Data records
Segment Open
use crate::error::{AnalyticsError, Result};
use crate::models::{DailyRecord, HourlyRecord, WeatherSituation};
use crate::readers::source::row_number;
use crate::readers::{RawDailyRow, RawHourlyRow};
use crate::utils::constants::{DAILY_SOURCE_NAME, HOURLY_SOURCE_NAME, MAX_HOUR};
use chrono::NaiveDate;

/// Records that survived preprocessing plus the number of incomplete rows dropped.
#[derive(Debug, Clone)]
pub struct Preprocessed<T> {
    pub records: Vec<T>,
    pub rows_read: usize,
    pub incomplete_rows: usize,
}

/// Parses dates, derives categorical fields and drops incomplete rows.
///
/// Present-but-malformed values are fatal; absent values only drop the row.
pub struct Preprocessor {
    date_format: String,
}

impl Preprocessor {
    pub fn new(date_format: &str) -> Self {
        Self {
            date_format: date_format.to_string(),
        }
    }

    pub fn preprocess_daily(&self, rows: &[RawDailyRow]) -> Result<Preprocessed<DailyRecord>> {
        let mut records = Vec::with_capacity(rows.len());
        for (index, row) in rows.iter().enumerate() {
            if let Some(record) = self.daily_record(row, index)? {
                records.push(record);
            }
        }

        Ok(Preprocessed {
            incomplete_rows: rows.len() - records.len(),
            rows_read: rows.len(),
            records,
        })
    }

    pub fn preprocess_hourly(&self, rows: &[RawHourlyRow]) -> Result<Preprocessed<HourlyRecord>> {
        let mut records = Vec::with_capacity(rows.len());
        for (index, row) in rows.iter().enumerate() {
            if let Some(record) = self.hourly_record(row, index)? {
                records.push(record);
            }
        }

        Ok(Preprocessed {
            incomplete_rows: rows.len() - records.len(),
            rows_read: rows.len(),
            records,
        })
    }

    /// Convert one daily row; `Ok(None)` when any cell of the source row is missing.
    pub fn daily_record(&self, row: &RawDailyRow, index: usize) -> Result<Option<DailyRecord>> {
        let date = self.parse_date(DAILY_SOURCE_NAME, row.date.as_deref(), index)?;

        let weather_situation = row
            .weather_situation
            .map(WeatherSituation::from_code)
            .transpose()
            .map_err(|e| {
                AnalyticsError::preprocessing(DAILY_SOURCE_NAME, row_number(index), e.to_string())
            })?;

        if row.incomplete {
            return Ok(None);
        }

        let (
            Some(date),
            Some(temperature_norm),
            Some(feels_like_norm),
            Some(humidity_norm),
            Some(windspeed_norm),
            Some(weather_situation),
            Some(rental_count),
        ) = (
            date,
            present(row.temperature_norm),
            present(row.feels_like_norm),
            present(row.humidity_norm),
            present(row.windspeed_norm),
            weather_situation,
            row.rental_count,
        )
        else {
            return Ok(None);
        };

        Ok(Some(DailyRecord::new(
            date,
            temperature_norm,
            feels_like_norm,
            humidity_norm,
            windspeed_norm,
            weather_situation,
            rental_count,
        )))
    }

    /// Convert one hourly row; `Ok(None)` when any cell of the source row is missing.
    pub fn hourly_record(&self, row: &RawHourlyRow, index: usize) -> Result<Option<HourlyRecord>> {
        let date = self.parse_date(HOURLY_SOURCE_NAME, row.date.as_deref(), index)?;

        if let Some(hour) = row.hour {
            if hour > MAX_HOUR {
                return Err(AnalyticsError::preprocessing(
                    HOURLY_SOURCE_NAME,
                    row_number(index),
                    format!("hour {} is outside 0-{}", hour, MAX_HOUR),
                ));
            }
        }

        let is_working_day = match row.working_day {
            Some(0) => Some(false),
            Some(1) => Some(true),
            Some(other) => {
                return Err(AnalyticsError::preprocessing(
                    HOURLY_SOURCE_NAME,
                    row_number(index),
                    format!("working-day flag must be 0 or 1, found {}", other),
                ))
            }
            None => None,
        };

        if row.incomplete {
            return Ok(None);
        }

        let (Some(date), Some(hour), Some(is_working_day), Some(rental_count)) =
            (date, row.hour, is_working_day, row.rental_count)
        else {
            return Ok(None);
        };

        Ok(Some(HourlyRecord::new(date, hour, is_working_day, rental_count)))
    }

    fn parse_date(
        &self,
        source_name: &str,
        value: Option<&str>,
        index: usize,
    ) -> Result<Option<NaiveDate>> {
        match value.map(str::trim).filter(|v| !v.is_empty()) {
            None => Ok(None),
            Some(v) => NaiveDate::parse_from_str(v, &self.date_format)
                .map(Some)
                .map_err(|e| {
                    AnalyticsError::preprocessing(
                        source_name,
                        row_number(index),
                        format!("invalid date '{}': {}", v, e),
                    )
                }),
        }
    }
}

/// NaN counts as missing, the way a spreadsheet export leaves it.
fn present(value: Option<f64>) -> Option<f64> {
    value.filter(|v| !v.is_nan())
}

#[cfg(test)]
mod tests {
    use super::*;
    use crate::models::DayType;

    fn raw_daily(date: Option<&str>, weather: Option<u8>, cnt: Option<u32>) -> RawDailyRow {
        RawDailyRow {
            incomplete: false,
            date: date.map(str::to_string),
            temperature_norm: Some(0.34),
            feels_like_norm: Some(0.36),
            humidity_norm: Some(0.80),
            windspeed_norm: Some(0.16),
            weather_situation: weather,
            rental_count: cnt,
        }
    }

    fn raw_hourly(hour: Option<u8>, working_day: Option<u8>) -> RawHourlyRow {
        RawHourlyRow {
            incomplete: false,
            date: Some("2011-01-03".to_string()),
            hour,
            working_day,
            rental_count: Some(120),
        }
    }

    #[test]
    fn test_daily_conversion() {
        let pre = Preprocessor::new("%Y-%m-%d");
        let record = pre
            .daily_record(&raw_daily(Some("2011-01-01"), Some(3), Some(985)), 0)
            .unwrap()
            .unwrap();

        assert_eq!(record.date, NaiveDate::from_ymd_opt(2011, 1, 1).unwrap());
        assert_eq!(record.weather_situation, WeatherSituation::LightPrecipitation);
        assert_eq!(record.rental_count, 985);
    }

    #[test]
    fn test_incomplete_rows_are_dropped_not_rejected() {
        let pre = Preprocessor::new("%Y-%m-%d");
        let rows = vec![
            raw_daily(Some("2011-01-01"), Some(1), Some(985)),
            raw_daily(None, Some(1), Some(801)),
            raw_daily(Some("2011-01-03"), None, Some(1349)),
            raw_daily(Some("2011-01-04"), Some(1), None),
        ];

        let result = pre.preprocess_daily(&rows).unwrap();
        assert_eq!(result.rows_read, 4);
        assert_eq!(result.incomplete_rows, 3);
        assert_eq!(result.records.len(), 1);
    }

    #[test]
    fn test_nan_counts_as_missing() {
        let pre = Preprocessor::new("%Y-%m-%d");
        let mut row = raw_daily(Some("2011-01-01"), Some(1), Some(985));
        row.humidity_norm = Some(f64::NAN);
        assert!(pre.daily_record(&row, 0).unwrap().is_none());
    }

    #[test]
    fn test_row_with_missing_unanalyzed_cell_is_dropped() {
        let pre = Preprocessor::new("%Y-%m-%d");
        let mut daily = raw_daily(Some("2011-01-02"), Some(1), Some(801));
        daily.incomplete = true;
        let mut hourly = raw_hourly(Some(8), Some(1));
        hourly.incomplete = true;

        let result = pre.preprocess_daily(&[daily]).unwrap();
        assert_eq!(result.incomplete_rows, 1);
        assert!(result.records.is_empty());
        assert!(pre.hourly_record(&hourly, 0).unwrap().is_none());
    }

    #[test]
    fn test_incomplete_row_still_rejects_malformed_values() {
        let pre = Preprocessor::new("%Y-%m-%d");
        let mut row = raw_hourly(Some(30), Some(1));
        row.incomplete = true;
        assert!(pre.hourly_record(&row, 0).is_err());
    }

    #[test]
    fn test_malformed_date_is_fatal() {
        let pre = Preprocessor::new("%Y-%m-%d");
        let err = pre
            .daily_record(&raw_daily(Some("01/02/2011"), Some(1), Some(985)), 4)
            .unwrap_err();

        match err {
            AnalyticsError::Preprocessing { source_name, row, cause } => {
                assert_eq!(source_name, "daily");
                assert_eq!(row, 6);
                assert!(cause.contains("01/02/2011"));
            }
            other => panic!("unexpected error: {:?}", other),
        }
    }

    #[test]
    fn test_malformed_date_is_fatal_even_when_row_incomplete() {
        let pre = Preprocessor::new("%Y-%m-%d");
        let row = raw_daily(Some("yesterday"), Some(1), None);
        assert!(pre.daily_record(&row, 0).is_err());
    }

    #[test]
    fn test_unknown_weather_code_is_fatal() {
        let pre = Preprocessor::new("%Y-%m-%d");
        let row = raw_daily(Some("2011-01-01"), Some(7), Some(985));
        assert!(matches!(
            pre.daily_record(&row, 0),
            Err(AnalyticsError::Preprocessing { .. })
        ));
    }

    #[test]
    fn test_configurable_date_format() {
        let pre = Preprocessor::new("%d/%m/%Y");
        let record = pre
            .daily_record(&raw_daily(Some("02/01/2011"), Some(1), Some(801)), 0)
            .unwrap()
            .unwrap();
        assert_eq!(record.date, NaiveDate::from_ymd_opt(2011, 1, 2).unwrap());
    }

    #[test]
    fn test_hourly_conversion_derives_day_type() {
        let pre = Preprocessor::new("%Y-%m-%d");
        let working = pre.hourly_record(&raw_hourly(Some(8), Some(1)), 0).unwrap().unwrap();
        let off = pre.hourly_record(&raw_hourly(Some(8), Some(0)), 1).unwrap().unwrap();

        assert_eq!(working.hour, 8);
        assert_eq!(working.day_type(), DayType::Working);
        assert_eq!(off.day_type(), DayType::Off);
    }

    #[test]
    fn test_hourly_range_checks() {
        let pre = Preprocessor::new("%Y-%m-%d");
        assert!(pre.hourly_record(&raw_hourly(Some(24), Some(1)), 0).is_err());
        assert!(pre.hourly_record(&raw_hourly(Some(23), Some(2)), 0).is_err());
        assert!(pre.hourly_record(&raw_hourly(None, Some(1)), 0).unwrap().is_none());
    }
}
Segment Closed
== WHAT YOU ARE ASKED TO DO ==
Retype exactly the lines of the data above that fall between the line with "let mut hourly" and the line with "assert!(result.records.is_empty());", inclusive, and add nothing.

== OUTPUT OF THE TASK ==
        let mut hourly = raw_hourly(Some(8), Some(1));
        hourly.incomplete = true;

        let result = pre.preprocess_daily(&[daily]).unwrap();
        assert_eq!(result.incomplete_rows, 1);
        assert!(result.records.is_empty());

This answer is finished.